== WHAT YOU HAVE TO DO ==
Everything from the first line below through the line with "analysis again. ANALYZED" is to be transcribed exactly, and nothing past it.
◇ ◇ ◇ ◇ ◇
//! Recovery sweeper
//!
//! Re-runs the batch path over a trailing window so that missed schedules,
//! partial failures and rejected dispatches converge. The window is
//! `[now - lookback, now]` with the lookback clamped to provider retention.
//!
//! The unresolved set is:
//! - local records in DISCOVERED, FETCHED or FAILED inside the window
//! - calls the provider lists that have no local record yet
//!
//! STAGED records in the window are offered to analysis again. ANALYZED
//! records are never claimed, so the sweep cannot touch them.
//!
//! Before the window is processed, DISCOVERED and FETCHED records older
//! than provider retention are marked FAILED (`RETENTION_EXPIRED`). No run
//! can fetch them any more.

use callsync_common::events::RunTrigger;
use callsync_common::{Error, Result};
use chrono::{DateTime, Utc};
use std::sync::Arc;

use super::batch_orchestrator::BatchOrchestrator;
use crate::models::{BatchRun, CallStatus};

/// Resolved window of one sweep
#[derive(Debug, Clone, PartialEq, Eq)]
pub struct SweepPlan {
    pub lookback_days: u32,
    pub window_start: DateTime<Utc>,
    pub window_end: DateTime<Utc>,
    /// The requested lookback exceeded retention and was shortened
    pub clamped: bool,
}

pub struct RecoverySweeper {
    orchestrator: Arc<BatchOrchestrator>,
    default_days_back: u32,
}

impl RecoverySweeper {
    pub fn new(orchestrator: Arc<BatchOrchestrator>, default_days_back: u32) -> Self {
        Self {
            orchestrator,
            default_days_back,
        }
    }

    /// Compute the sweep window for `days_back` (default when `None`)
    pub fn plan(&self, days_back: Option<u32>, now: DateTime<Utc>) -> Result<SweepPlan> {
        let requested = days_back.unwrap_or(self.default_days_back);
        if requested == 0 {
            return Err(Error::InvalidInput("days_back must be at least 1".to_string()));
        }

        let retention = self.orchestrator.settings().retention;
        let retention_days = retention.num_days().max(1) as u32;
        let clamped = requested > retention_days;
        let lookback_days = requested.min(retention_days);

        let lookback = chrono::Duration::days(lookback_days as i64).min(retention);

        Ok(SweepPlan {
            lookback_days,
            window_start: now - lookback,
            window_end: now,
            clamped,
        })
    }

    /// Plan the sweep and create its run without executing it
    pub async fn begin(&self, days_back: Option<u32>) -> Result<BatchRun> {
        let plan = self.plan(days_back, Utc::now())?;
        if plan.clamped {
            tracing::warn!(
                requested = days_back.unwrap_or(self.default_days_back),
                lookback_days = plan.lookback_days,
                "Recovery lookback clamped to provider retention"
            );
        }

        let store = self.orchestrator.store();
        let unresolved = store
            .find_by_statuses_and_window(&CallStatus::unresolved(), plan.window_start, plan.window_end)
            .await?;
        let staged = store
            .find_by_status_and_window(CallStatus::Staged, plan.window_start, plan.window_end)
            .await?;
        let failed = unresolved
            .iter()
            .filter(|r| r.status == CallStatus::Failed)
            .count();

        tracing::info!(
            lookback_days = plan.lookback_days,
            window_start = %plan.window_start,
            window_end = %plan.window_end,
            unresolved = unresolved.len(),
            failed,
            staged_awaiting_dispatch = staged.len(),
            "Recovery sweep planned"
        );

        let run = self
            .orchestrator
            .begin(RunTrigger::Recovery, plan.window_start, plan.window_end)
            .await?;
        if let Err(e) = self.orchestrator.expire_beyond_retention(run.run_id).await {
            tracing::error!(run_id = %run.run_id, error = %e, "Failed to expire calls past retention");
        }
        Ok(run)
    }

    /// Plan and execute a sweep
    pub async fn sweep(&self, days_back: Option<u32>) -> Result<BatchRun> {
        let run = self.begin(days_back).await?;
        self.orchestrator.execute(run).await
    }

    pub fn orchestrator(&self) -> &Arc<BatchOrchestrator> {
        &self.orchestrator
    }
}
◇ ◇ ◇ ◇ ◇
== THE ANSWER ==
//! Recovery sweeper
//!
//! Re-runs the batch path over a trailing window so that missed schedules,
//! partial failures and rejected dispatches converge. The window is
//! `[now - lookback, now]` with the lookback clamped to provider retention.
//!
//! The unresolved set is:
//! - local records in DISCOVERED, FETCHED or FAILED inside the window
//! - calls the provider lists that have no local record yet
//!
//! STAGED records in the window are offered to analysis again. ANALYZED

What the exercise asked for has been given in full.